(Data excerpts)
----------------------------------------

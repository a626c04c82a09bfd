use core::any::TypeId;
use core::fmt::Debug;

use crate::hash::{NoOpHashMap, NoOpHashState};
use hashbrown::hash_map::Entry;

// -----------------------------------------------------------------------------
// TypeIdMap

/// A map keyed by [`TypeId`].
///
/// `TypeId` is already a hash, so lookups skip rehashing. The wrapper only
/// exposes the operations the per-type caches need, keeping the backing
/// container replaceable.
pub struct TypeIdMap<V>(NoOpHashMap<TypeId, V>);

impl<V> TypeIdMap<V> {
    /// Creates an empty `TypeIdMap`.
    ///
    /// # Examples
    ///
    /// ```
    /// use fsv_utils::TypeIdMap;
    /// let map = TypeIdMap::<i32>::new();
    /// assert!(map.is_empty());
    /// ```
    #[inline]
    pub const fn new() -> Self {
        Self(NoOpHashMap::with_hasher(NoOpHashState))
    }

    /// Inserts the value built by `f` unless the key is present.
    ///
    /// Returns `true` if the pair was inserted. `f` is only called on insertion.
    #[inline]
    pub fn try_insert(&mut self, type_id: TypeId, f: impl FnOnce() -> V) -> bool {
        match self.0.entry(type_id) {
            Entry::Vacant(entry) => {
                entry.insert(f());
                true
            }
            Entry::Occupied(_) => false,
        }
    }

    /// Returns the value of `type_id`, inserting the result of `f` first if
    /// the key is missing.
    #[inline]
    pub fn get_or_insert(&mut self, type_id: TypeId, f: impl FnOnce() -> V) -> &mut V {
        match self.0.entry(type_id) {
            Entry::Vacant(entry) => entry.insert(f()),
            Entry::Occupied(entry) => entry.into_mut(),
        }
    }

    #[inline]
    pub fn get(&self, type_id: &TypeId) -> Option<&V> {
        self.0.get(type_id)
    }

    #[inline]
    pub fn get_mut(&mut self, type_id: &TypeId) -> Option<&mut V> {
        self.0.get_mut(type_id)
    }

    #[inline]
    pub fn insert(&mut self, type_id: TypeId, v: V) -> Option<V> {
        self.0.insert(type_id, v)
    }

    #[inline]
    pub fn remove(&mut self, type_id: &TypeId) -> Option<V> {
        self.0.remove(type_id)
    }

    /// Removes every entry, keeping the allocation.
    #[inline]
    pub fn clear(&mut self) {
        self.0.clear();
    }

    #[inline]
    pub fn contains(&self, type_id: &TypeId) -> bool {
        self.0.contains_key(type_id)
    }

    #[inline]
    pub fn len(&self) -> usize {
        self.0.len()
    }

    #[inline]
    pub fn is_empty(&self) -> bool {
        self.0.is_empty()
    }

    /// Iterates over all pairs in arbitrary order.
    #[inline]
    pub fn iter(&self) -> impl ExactSizeIterator<Item = (&TypeId, &V)> {
        self.0.iter()
    }

    /// Iterates over all values in arbitrary order.
    #[inline]
    pub fn values(&self) -> impl ExactSizeIterator<Item = &V> {
        self.0.values()
    }
}

// -----------------------------------------------------------------------------
// Traits

impl<T> Default for TypeIdMap<T> {
    #[inline]
    fn default() -> Self {
        Self::new()
    }
}

impl<T: Clone> Clone for TypeIdMap<T> {
    fn clone(&self) -> Self {
        Self(self.0.clone())
    }
}

impl<T: Debug> Debug for TypeIdMap<T> {
    fn fmt(&self, f: &mut core::fmt::Formatter<'_>) -> core::fmt::Result {
        Debug::fmt(&self.0, f)
    }
}

#[cfg(test)]
mod tests {
    use super::TypeIdMap;
    use core::any::TypeId;

    #[test]
    fn try_insert_keeps_first() {
        let mut map = TypeIdMap::new();
        assert!(map.try_insert(TypeId::of::<u8>(), || "first"));
        assert!(!map.try_insert(TypeId::of::<u8>(), || "second"));
        assert_eq!(map.get(&TypeId::of::<u8>()), Some(&"first"));
    }

    #[test]
    fn get_or_insert_calls_once() {
        let mut map = TypeIdMap::new();
        let mut calls = 0;
        for _ in 0..3 {
            *map.get_or_insert(TypeId::of::<String>(), || {
                calls += 1;
                0
            }) += 1;
        }
        assert_eq!(calls, 1);
        assert_eq!(map.get(&TypeId::of::<String>()), Some(&3));
        map.clear();
        assert!(map.is_empty());
    }
}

----------------------------------------

● Exercise objective: Pick out every line above that holds the word "TypeIdMap" and copy it.

● Output below:
// TypeIdMap
pub struct TypeIdMap<V>(NoOpHashMap<TypeId, V>);
impl<V> TypeIdMap<V> {
    /// Creates an empty `TypeIdMap`.
    /// use fsv_utils::TypeIdMap;
    /// let map = TypeIdMap::<i32>::new();
impl<T> Default for TypeIdMap<T> {
impl<T: Clone> Clone for TypeIdMap<T> {
impl<T: Debug> Debug for TypeIdMap<T> {
    use super::TypeIdMap;
        let mut map = TypeIdMap::new();
        let mut map = TypeIdMap::new();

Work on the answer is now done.